//! Git references (HEAD and the refs it points to)
//!
//! References are stored as text files containing either:
//! - A 40-character SHA-1 hash (direct reference, e.g. a detached HEAD)
//! - `ref: <path>` for symbolic references, the path being relative to `.git`
//!
//! A symbolic reference whose target file does not exist is an unborn branch:
//! the repository has no commit yet.

use crate::artifacts::objects::object_id::ObjectId;
use crate::errors::{Error, Result};
use derive_new::new;
use regex::Regex;
use std::path::Path;

/// Regex pattern for parsing symbolic references
const SYMREF_REGEX: &str = r"^ref: (.+)$";

/// Name of the HEAD reference
pub const HEAD_REF_NAME: &str = "HEAD";

/// How many `ref:` hops are followed before giving up
pub const MAX_SYMREF_DEPTH: usize = 5;

/// Git references reader
#[derive(Debug, new)]
pub struct Refs {
    /// Path to the store root (typically `.git`)
    path: Box<Path>,
}

/// Content of a reference file
#[derive(Debug, Clone, PartialEq, Eq)]
enum SymRefOrOid {
    /// Symbolic reference pointing to another ref
    SymRef { target: String },
    /// Direct object ID
    Oid(ObjectId),
}

impl SymRefOrOid {
    fn parse(content: &str) -> Result<Self> {
        let symref = Regex::new(SYMREF_REGEX)
            .map_err(|err| Error::InvalidFormat(format!("{SYMREF_REGEX}: {err}")))?;

        match symref.captures(content) {
            Some(symref_match) => Ok(SymRefOrOid::SymRef {
                target: symref_match[1].trim().to_string(),
            }),
            None => Ok(SymRefOrOid::Oid(ObjectId::try_parse(content)?)),
        }
    }
}

impl Refs {
    /// Resolve HEAD to a commit ID
    ///
    /// # Returns
    ///
    /// `None` when HEAD names a branch that has no commit yet
    pub fn read_head(&self) -> Result<Option<ObjectId>> {
        let head = self.read_text(HEAD_REF_NAME)?;

        self.resolve(HEAD_REF_NAME, head)
    }

    /// Follow `ref:` indirections starting from the content of `name`
    fn resolve(&self, name: &str, content: String) -> Result<Option<ObjectId>> {
        let mut name = name.to_string();
        let mut content = content;

        for _ in 0..MAX_SYMREF_DEPTH {
            match SymRefOrOid::parse(&content)? {
                SymRefOrOid::Oid(oid) => return Ok(Some(oid)),
                SymRefOrOid::SymRef { target } => {
                    log::debug!("{name} -> {target}");

                    if !self.exists(&target) {
                        log::debug!("reference {target} does not exist yet");
                        return Ok(None);
                    }

                    content = self.read_text(&target)?;
                    name = target;
                }
            }
        }

        Err(Error::InvalidFormat(format!(
            "more than {MAX_SYMREF_DEPTH} levels of symbolic references, stopped at {name}"
        )))
    }

    /// Trimmed text of a file below the store root
    fn read_text(&self, relative: &str) -> Result<String> {
        let path = self.path.join(relative);
        let content = std::fs::read_to_string(&path)
            .map_err(|err| Error::io(&path, err))?;

        Ok(content.trim().to_string())
    }

    fn exists(&self, relative: &str) -> bool {
        self.path.join(relative).is_file()
    }
}
use crate::common::command::{
    commit_file, displayed_shas, git_checkout, git_merge_with_timestamp, git_rev_parse,
    init_repository_dir, run_bitread_command,
};
use assert_fs::TempDir;
use pretty_assertions::assert_eq;
use rstest::rstest;

#[rstest]
fn log_merge_traversal_diamond_deduplication(
    init_repository_dir: TempDir,
) -> Result<(), Box<dyn std::error::Error>> {
    let dir = init_repository_dir.path();

    //       Base (T0)
    //      /        \
    //   Left (T1)  Right (T2)
    //      \        /
    //       Merge (T3)
    commit_file(dir, "base.txt", "Base", "2023-01-01 10:00:00 +0000");
    git_checkout(dir, &["-b", "right"]);
    git_checkout(dir, &["master"]);
    commit_file(dir, "left.txt", "Left", "2023-01-01 11:00:00 +0000");
    git_checkout(dir, &["right"]);
    commit_file(dir, "right.txt", "Right", "2023-01-01 12:00:00 +0000");
    git_checkout(dir, &["master"]);
    git_merge_with_timestamp(dir, &["right"], "Merge", "2023-01-01 13:00:00 +0000");

    let output = run_bitread_command(dir, &["log"]).assert().success();
    let stdout = String::from_utf8(output.get_output().stdout.clone())?;

    let expected = vec![
        git_rev_parse(dir, "HEAD")?,
        git_rev_parse(dir, "right")?,
        git_rev_parse(dir, "HEAD^1")?,
        git_rev_parse(dir, "HEAD^1~1")?,
    ];
    assert_eq!(displayed_shas(&stdout), expected);
    assert_eq!(stdout.matches("    Base").count(), 1);

    Ok(())
}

◇ ◇ ◇ ◇ ◇ ◇ ◇

## Task instructions
Report how many lines in the listing include the word "ObjectId". Give nothing but the count.

## Finished exercise
5